En Egipto, José esperó con confianza y paciencia el aviso prometido por el ángel para regresar a su país. Y cuando en un tercer sueño el mensajero divino, después de haberle informado que los que intentaban matar al niño habían muerto, le ordenó que se levantara, que tomase consigo al niño y a su madre y que volviera a la tierra de Israel (cf. Mt 2,19-20), él una vez más obedeció sin vacilar: «Se levantó, tomó al niño y a su madre y entró en la tierra de Israel» (Mt 2,21).
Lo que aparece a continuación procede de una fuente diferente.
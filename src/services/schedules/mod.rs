pub mod conflicts;
pub mod grid;
pub mod list;
pub mod manage;

use actix_web::{HttpRequest, HttpResponse, Result as ActixResult};

use crate::models::ErrorCode;
use crate::models::schedules::requests::{
    ConflictCheckRequest, CreateScheduleRequest, GridViewParams, MyScheduleParams,
    ScheduleListParams, UpdateScheduleRequest,
};
use crate::services::bad_request;
use crate::utils::timetable::TimetableError;

define_service!(ScheduleService);

impl ScheduleService {
    pub async fn list_schedules(
        &self,
        query: ScheduleListParams,
        request: &HttpRequest,
    ) -> ActixResult<HttpResponse> {
        list::list_schedules(self, query, request).await
    }

    pub async fn get_schedule(
        &self,
        schedule_id: i64,
        request: &HttpRequest,
    ) -> ActixResult<HttpResponse> {
        list::get_schedule(self, schedule_id, request).await
    }

    // 当前学生或教师的课表
    pub async fn my_schedule(
        &self,
        query: MyScheduleParams,
        request: &HttpRequest,
    ) -> ActixResult<HttpResponse> {
        list::my_schedule(self, query, request).await
    }

    pub async fn grid_view(
        &self,
        query: GridViewParams,
        request: &HttpRequest,
    ) -> ActixResult<HttpResponse> {
        grid::grid_view(self, query, request).await
    }

    pub async fn student_schedule(
        &self,
        student_id: i64,
        query: MyScheduleParams,
        request: &HttpRequest,
    ) -> ActixResult<HttpResponse> {
        grid::student_schedule(self, student_id, query, request).await
    }

    pub async fn create_schedule(
        &self,
        schedule: CreateScheduleRequest,
        request: &HttpRequest,
    ) -> ActixResult<HttpResponse> {
        manage::create_schedule(self, schedule, request).await
    }

    pub async fn update_schedule(
        &self,
        schedule_id: i64,
        update: UpdateScheduleRequest,
        request: &HttpRequest,
    ) -> ActixResult<HttpResponse> {
        manage::update_schedule(self, schedule_id, update, request).await
    }

    pub async fn delete_schedule(
        &self,
        schedule_id: i64,
        request: &HttpRequest,
    ) -> ActixResult<HttpResponse> {
        manage::delete_schedule(self, schedule_id, request).await
    }

    pub async fn check_conflicts(
        &self,
        check: ConflictCheckRequest,
        request: &HttpRequest,
    ) -> ActixResult<HttpResponse> {
        conflicts::check_conflicts(self, check, request).await
    }
}

/// 时间段解析错误转为 400
pub(crate) fn slot_error(e: TimetableError) -> HttpResponse {
    let code = match e {
        TimetableError::InvalidWeeks(_) | TimetableError::EmptyWeeks => {
            ErrorCode::ScheduleInvalidWeeks
        }
        _ => ErrorCode::ScheduleInvalidTime,
    };
    bad_request(code, e.to_string())
}

#[cfg(test)]
mod tests {
    use super::*;
    use crate::utils::timetable::TimeSlot;

    async fn code_of(resp: HttpResponse) -> i64 {
        let body = actix_web::body::to_bytes(resp.into_body()).await.unwrap();
        let json: serde_json::Value = serde_json::from_slice(&body).unwrap();
        json["code"].as_i64().unwrap()
    }

    #[actix_web::test]
    async fn test_slot_error_codes() {
        let weeks = TimeSlot::parse(1, "08:00", "09:40", "x-3").unwrap_err();
        assert_eq!(code_of(slot_error(weeks)).await, ErrorCode::ScheduleInvalidWeeks as i64);

        let time = TimeSlot::parse(1, "10:00", "09:40", "1-16").unwrap_err();
        assert_eq!(code_of(slot_error(time)).await, ErrorCode::ScheduleInvalidTime as i64);

        let day = TimeSlot::parse(8, "08:00", "09:40", "1-16").unwrap_err();
        assert_eq!(code_of(slot_error(day)).await, ErrorCode::ScheduleInvalidTime as i64);
    }
}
Pero durante el viaje de regreso, «al enterarse de que Arquelao reinaba en Judea en lugar de su padre Herodes, tuvo miedo de ir allí y, avisado en sueños —y es la cuarta vez que sucedió—, se retiró a la región de Galilea y se fue a vivir a un pueblo llamado Nazaret» (Mt 2,22-23).
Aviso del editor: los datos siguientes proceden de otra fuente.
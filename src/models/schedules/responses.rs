use super::entities::ScheduleDetail;
use crate::models::common::PaginatedResponse;
use serde::Serialize;

pub type ScheduleListResponse = PaginatedResponse<ScheduleDetail>;

#[derive(Debug, Clone, Serialize)]
pub struct ConflictCheckResponse {
    pub conflicts: bool,
    pub details: Vec<String>,
}

// 课程表中的一格
#[derive(Debug, Clone, Serialize)]
pub struct GridEntry {
    #[serde(flatten)]
    pub detail: ScheduleDetail,
    pub day_name: &'static str,
    pub has_conflict: bool,
    /// 与之冲突的排课 ID
    pub conflict_with: Vec<i64>,
}

#[derive(Debug, Clone, Serialize)]
pub struct ScheduleGridResponse {
    pub semester: Option<String>,
    pub items: Vec<GridEntry>,
}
El evangelista Lucas, por su parte, relató que José afrontó el largo e incómodo viaje de Nazaret a Belén, según la ley del censo del emperador César Augusto, para empadronarse en su ciudad de origen. Y fue precisamente en esta circunstancia que Jesús nació y fue asentado en el censo del Imperio, como todos los demás niños (cf. Lc 2,1-7).
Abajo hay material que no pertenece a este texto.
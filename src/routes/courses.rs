use actix_web::{HttpRequest, HttpResponse, Result as ActixResult, web};
use once_cell::sync::Lazy;

use crate::middlewares::{self, RequirePermission};
use crate::models::courses::requests::{
    CourseListParams, CreateCourseRequest, UpdateCourseRequest,
};
use crate::models::permissions::codes;
use crate::services::CourseService;
use crate::utils::SafeIDI64;

// 懒加载的全局 CourseService 实例
static COURSE_SERVICE: Lazy<CourseService> = Lazy::new(CourseService::new_lazy);

pub async fn list_courses(
    req: HttpRequest,
    query: web::Query<CourseListParams>,
) -> ActixResult<HttpResponse> {
    COURSE_SERVICE.list_courses(query.into_inner(), &req).await
}

pub async fn create_course(
    req: HttpRequest,
    course: web::Json<CreateCourseRequest>,
) -> ActixResult<HttpResponse> {
    COURSE_SERVICE.create_course(course.into_inner(), &req).await
}

pub async fn get_course(req: HttpRequest, course_id: SafeIDI64) -> ActixResult<HttpResponse> {
    COURSE_SERVICE.get_course(course_id.0, &req).await
}

pub async fn update_course(
    req: HttpRequest,
    course_id: SafeIDI64,
    update: web::Json<UpdateCourseRequest>,
) -> ActixResult<HttpResponse> {
    COURSE_SERVICE
        .update_course(course_id.0, update.into_inner(), &req)
        .await
}

pub async fn delete_course(req: HttpRequest, course_id: SafeIDI64) -> ActixResult<HttpResponse> {
    COURSE_SERVICE.delete_course(course_id.0, &req).await
}

// 配置路由
pub fn configure_course_routes(cfg: &mut web::ServiceConfig) {
    let view = || RequirePermission::any(&[codes::COURSE_VIEW, codes::COURSE_MANAGE]);
    let create = || RequirePermission::any(&[codes::COURSE_CREATE, codes::COURSE_MANAGE]);
    let update = || {
        RequirePermission::any(&[codes::COURSE_UPDATE, codes::COURSE_EDIT, codes::COURSE_MANAGE])
    };
    let delete = || RequirePermission::any(&[codes::COURSE_DELETE, codes::COURSE_MANAGE]);

    cfg.service(
        web::scope("/api/courses")
            .wrap(middlewares::RequireJWT)
            .service(
                web::resource("")
                    .route(web::get().to(list_courses).wrap(view()))
                    .route(web::post().to(create_course).wrap(create())),
            )
            .service(
                web::resource("/{id}")
                    .route(web::get().to(get_course).wrap(view()))
                    .route(web::put().to(update_course).wrap(update()))
                    .route(web::delete().to(delete_course).wrap(delete())),
            ),
    );
}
San Lucas, en particular, se preocupó de resaltar que los padres de Jesús observaban todas las prescripciones de la ley: los ritos de la circuncisión de Jesús, de la purificación de María después del parto, de la presentación del primogénito a Dios (cf. 2,21-24)[15].
En cada circunstancia de su vida, José supo pronunciar su “fiat”, como María en la Anunciación y Jesús en Getsemaní.
José, en su papel de cabeza de familia, enseñó a Jesús a ser sumiso a sus padres, según el mandamiento de Dios (cf. Ex 20,12).
En la vida oculta de Nazaret, bajo la guía de José, Jesús aprendió a hacer la voluntad del Padre. Dicha voluntad se transformó en su alimento diario (cf. Jn 4,34). Incluso en el momento más difícil de su vida, que fue en Getsemaní, prefirió hacer la voluntad del Padre y no la suya propia[16] y se hizo «obediente hasta la muerte […] de cruz» (Flp 2,8). Por ello, el autor de la Carta a los Hebreos concluye que Jesús «aprendió sufriendo a obedecer» (5,8).
Todos estos acontecimientos muestran que José «ha sido llamado por Dios para servir directamente a la persona y a la misión de Jesús mediante el ejercicio de su paternidad; de este modo él coopera en la plenitud de los tiempos en el gran misterio de la redención y es verdaderamente “ministro de la salvación”»[17].
4. Padre en la acogida
José acogió a María sin poner condiciones previas. Confió en las palabras del ángel. «La nobleza de su corazón le hace supeditar a la caridad lo aprendido por ley; y hoy, en este mundo donde la violencia psicológica, verbal y física sobre la mujer es patente, José se presenta como figura de varón respetuoso, delicado que, aun no teniendo toda la información, se decide por la fama, dignidad y vida de María. Y, en su duda de cómo hacer lo mejor, Dios lo ayudó a optar iluminando su juicio»[18].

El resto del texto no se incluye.